> **EXTRACTED INFORMATION**
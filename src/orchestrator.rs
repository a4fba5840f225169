//! Conversation Orchestrator
//!
//! Per-call state machine coordinating STT, LLM and TTS: listen until an
//! utterance commits, think, speak the reply, listen again. Barge-in echo
//! suppression keeps the agent from transcribing its own voice, and a
//! single aborted flag checked at every await boundary makes teardown
//! immediate and idempotent.

use std::sync::atomic::{AtomicBool, AtomicU64, Ordering};
use std::sync::Arc;
use std::time::{Duration, Instant};

use bytes::Bytes;
use chrono::Utc;
use tokio::sync::{mpsc, Mutex};
use tokio_util::sync::CancellationToken;

use crate::agent::{AgentConfig, FirstMessageMode};
use crate::llm::{ChatBackend, ChatClient};
use crate::store::{Role, TranscriptEntry};
use crate::stt::{SpeechRecognizer, SttEvent};
use crate::tts::{SpeechSynthesizer, TtsAbort, TtsError};

/// Spoken when the LLM or TTS fails mid-call.
const APOLOGY: &str = "Sorry, I encountered an issue. Could you please repeat that?";

/// A second recognizer error within this window ends the call.
const STT_ERROR_WINDOW: Duration = Duration::from_secs(5);

/// Conversation state.
#[derive(Debug, Clone, Copy, PartialEq, Eq)]
pub enum SessionState {
    Idle,
    Listening,
    Thinking,
    Speaking,
    Ended,
}

/// Why a session ended.
#[derive(Debug, Clone, Copy, PartialEq, Eq)]
pub enum EndReason {
    UserHangup,
    RemoteHangup,
    SilenceTimeout,
    MaxDuration,
    TransportError,
    Error,
}

impl EndReason {
    pub fn as_str(&self) -> &'static str {
        match self {
            EndReason::UserHangup => "user_hangup",
            EndReason::RemoteHangup => "remote_hangup",
            EndReason::SilenceTimeout => "silence_timeout",
            EndReason::MaxDuration => "max_duration",
            EndReason::TransportError => "transport_error",
            EndReason::Error => "error",
        }
    }
}

/// Lifecycle events surfaced to the media bridge.
#[derive(Debug, Clone)]
pub enum SessionEvent {
    Started,
    Transcript(TranscriptEntry),
    Ended { reason: EndReason },
}

/// Per-call conversation orchestrator.
pub struct Conversation {
    cfg: AgentConfig,
    state: Mutex<SessionState>,
    aborted: AtomicBool,
    ended_once: AtomicBool,
    stt: Arc<dyn SpeechRecognizer>,
    llm: Mutex<ChatClient>,
    tts: Arc<dyn SpeechSynthesizer>,
    tts_abort: TtsAbort,
    /// Outbound agent audio toward the transport.
    audio_tx: mpsc::Sender<Bytes>,
    event_tx: mpsc::Sender<SessionEvent>,
    transcript: Mutex<Vec<TranscriptEntry>>,
    /// Bumped whenever the silence timer is re-armed or disarmed.
    silence_gen: AtomicU64,
    last_stt_error: std::sync::Mutex<Option<Instant>>,
    cancel: CancellationToken,
}

impl Conversation {
    pub fn new(
        cfg: AgentConfig,
        stt: Arc<dyn SpeechRecognizer>,
        llm_backend: Arc<dyn ChatBackend>,
        tts: Arc<dyn SpeechSynthesizer>,
        audio_tx: mpsc::Sender<Bytes>,
        event_tx: mpsc::Sender<SessionEvent>,
    ) -> Arc<Self> {
        let llm = ChatClient::new(llm_backend, cfg.model.clone());
        Arc::new(Self {
            cfg,
            state: Mutex::new(SessionState::Idle),
            aborted: AtomicBool::new(false),
            ended_once: AtomicBool::new(false),
            stt,
            llm: Mutex::new(llm),
            tts,
            tts_abort: TtsAbort::new(),
            audio_tx,
            event_tx,
            transcript: Mutex::new(Vec::new()),
            silence_gen: AtomicU64::new(0),
            last_stt_error: std::sync::Mutex::new(None),
            cancel: CancellationToken::new(),
        })
    }

    pub async fn state(&self) -> SessionState {
        *self.state.lock().await
    }

    pub fn is_aborted(&self) -> bool {
        self.aborted.load(Ordering::SeqCst)
    }

    pub async fn transcript(&self) -> Vec<TranscriptEntry> {
        self.transcript.lock().await.clone()
    }

    /// Start the session: arm the max-duration timer, consume recognizer
    /// events, and speak the first message when the agent opens the call.
    pub fn start(self: &Arc<Self>, mut stt_events: mpsc::Receiver<SttEvent>) {
        let _ = self.event_tx.try_send(SessionEvent::Started);

        // max-duration timer, armed once per call
        let session = self.clone();
        let max_duration = Duration::from_secs(session.cfg.max_duration_seconds);
        tokio::spawn(async move {
            tokio::select! {
                _ = session.cancel.cancelled() => {}
                _ = tokio::time::sleep(max_duration) => {
                    session.end(EndReason::MaxDuration).await;
                }
            }
        });

        // recognizer event loop
        let session = self.clone();
        tokio::spawn(async move {
            loop {
                let event = tokio::select! {
                    _ = session.cancel.cancelled() => break,
                    event = stt_events.recv() => match event {
                        Some(event) => event,
                        None => break,
                    },
                };

                match event {
                    SttEvent::Interim(_) => {
                        if session.state().await == SessionState::Listening {
                            session.arm_silence_timer();
                        }
                    }
                    SttEvent::Utterance(text) => {
                        session.handle_utterance(text).await;
                    }
                    SttEvent::Error(message) => {
                        session.handle_stt_error(message).await;
                    }
                }
            }
        });

        let session = self.clone();
        tokio::spawn(async move {
            match session.cfg.first_message_mode {
                FirstMessageMode::AssistantSpeaksFirst => {
                    session.speak_first_message().await;
                }
                FirstMessageMode::UserSpeaksFirst => {
                    session.enter_listening().await;
                }
            }
        });
    }

    /// Caller audio from the transport. Keeps flowing to the recognizer
    /// even while transcripts are suppressed.
    pub async fn process_incoming_audio(&self, audio: Bytes) {
        if self.is_aborted() {
            return;
        }
        self.stt.send_audio(audio).await;
    }

    /// End the session. Idempotent: the first reason wins, later calls are
    /// no-ops, and every in-flight continuation observes `aborted`.
    pub async fn end(self: &Arc<Self>, reason: EndReason) {
        if self.ended_once.swap(true, Ordering::SeqCst) {
            return;
        }

        self.aborted.store(true, Ordering::SeqCst);
        self.cancel.cancel();
        self.tts_abort.stop();
        self.stt.close();
        *self.state.lock().await = SessionState::Ended;

        tracing::info!("Session ended: {}", reason.as_str());
        let _ = self.event_tx.send(SessionEvent::Ended { reason }).await;
    }

    async fn speak_first_message(self: &Arc<Self>) {
        if self.is_aborted() {
            return;
        }
        if self.cfg.first_message.is_empty() {
            self.enter_listening().await;
            return;
        }

        let first_message = self.cfg.first_message.clone();
        self.llm.lock().await.push_assistant(&first_message);
        self.record_turn(Role::Assistant, &first_message).await;

        // response delay is deliberately not applied to the first message
        if let Err(e) = self.speak(&first_message).await {
            if !self.is_aborted() {
                tracing::error!("First message synthesis failed: {}", e);
                self.apologize().await;
            }
        }
    }

    async fn enter_listening(self: &Arc<Self>) {
        if self.is_aborted() {
            return;
        }
        *self.state.lock().await = SessionState::Listening;
        self.stt.set_ignore(false);
        self.arm_silence_timer();
    }

    /// Arm (or re-arm) the silence timer; a newer generation invalidates
    /// any pending expiry.
    fn arm_silence_timer(self: &Arc<Self>) {
        let gen = self.silence_gen.fetch_add(1, Ordering::SeqCst) + 1;
        let session = self.clone();
        let timeout = Duration::from_secs(session.cfg.silence_timeout_seconds);

        tokio::spawn(async move {
            tokio::select! {
                _ = session.cancel.cancelled() => return,
                _ = tokio::time::sleep(timeout) => {}
            }

            if session.silence_gen.load(Ordering::SeqCst) != gen {
                return;
            }
            if session.state().await != SessionState::Listening {
                return;
            }
            session.end(EndReason::SilenceTimeout).await;
        });
    }

    /// One committed user utterance: think, then speak.
    async fn handle_utterance(self: &Arc<Self>, text: String) {
        if self.is_aborted() {
            return;
        }

        {
            let mut state = self.state.lock().await;
            // a turn already in flight never accepts a second utterance
            if *state != SessionState::Listening {
                tracing::debug!("Dropping utterance outside listening: {:?}", *state);
                return;
            }
            *state = SessionState::Thinking;
        }

        self.silence_gen.fetch_add(1, Ordering::SeqCst);
        self.stt.set_ignore(true);
        self.record_turn(Role::User, &text).await;

        // echo suppression before the model runs
        self.stt.clear_buffer();

        if self.cfg.response_delay_seconds > 0.0 {
            tokio::time::sleep(Duration::from_secs_f64(self.cfg.response_delay_seconds)).await;
            if self.is_aborted() {
                return;
            }
        }

        let (chunk_tx, mut chunk_rx) = mpsc::channel::<String>(64);
        tokio::spawn(async move {
            let mut chunks = 0usize;
            while chunk_rx.recv().await.is_some() {
                chunks += 1;
            }
            tracing::debug!("LLM streamed {} chunks", chunks);
        });

        let reply = self.llm.lock().await.get_response(&text, chunk_tx).await;
        if self.is_aborted() {
            return;
        }

        let reply = match reply {
            Ok(reply) => reply,
            Err(e) => {
                tracing::error!("LLM error: {}", e);
                self.apologize().await;
                return;
            }
        };

        self.record_turn(Role::Assistant, &reply).await;
        if let Err(e) = self.speak(&reply).await {
            if !self.is_aborted() {
                tracing::error!("TTS error: {}", e);
                self.apologize().await;
            }
        }
    }

    /// Synthesize and stream one reply, then return to listening.
    async fn speak(self: &Arc<Self>, text: &str) -> Result<(), TtsError> {
        if self.is_aborted() {
            return Err(TtsError::Aborted);
        }

        *self.state.lock().await = SessionState::Speaking;
        self.stt.set_ignore(true);
        // drop anything the recognizer already heard of our own voice
        self.stt.clear_buffer();
        self.tts_abort.reset();

        let result = self
            .tts
            .synthesize_stream(
                text,
                &self.cfg.voice,
                self.tts_abort.flag(),
                self.audio_tx.clone(),
            )
            .await;

        match result {
            Ok(()) => {
                if !self.is_aborted() {
                    self.enter_listening().await;
                }
                Ok(())
            }
            Err(TtsError::Aborted) => Ok(()),
            Err(e) => Err(e),
        }
    }

    /// Fixed recovery phrase after an LLM or TTS failure. A failure to
    /// speak it ends the session.
    async fn apologize(self: &Arc<Self>) {
        if self.is_aborted() {
            return;
        }

        self.record_turn(Role::Assistant, APOLOGY).await;
        if let Err(e) = self.speak(APOLOGY).await {
            tracing::error!("Apology synthesis failed: {}", e);
            self.end(EndReason::Error).await;
        }
    }

    async fn handle_stt_error(self: &Arc<Self>, message: String) {
        tracing::warn!("Recognizer error: {}", message);

        let repeat = {
            let mut last = self.last_stt_error.lock().unwrap();
            let now = Instant::now();
            let repeat = last.map_or(false, |t| now.duration_since(t) < STT_ERROR_WINDOW);
            *last = Some(now);
            repeat
        };

        if repeat {
            self.end(EndReason::Error).await;
        }
    }

    async fn record_turn(&self, role: Role, content: &str) {
        let entry = TranscriptEntry {
            role,
            content: content.to_string(),
            timestamp: Utc::now(),
        };
        self.transcript.lock().await.push(entry.clone());
        let _ = self.event_tx.send(SessionEvent::Transcript(entry)).await;
    }
}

> **AIM OF THE TASK**
Lines in the records above that carry the word "Thinking" are to be located and copied.

> **TASK SOLUTION**
    Thinking,
            *state = SessionState::Thinking;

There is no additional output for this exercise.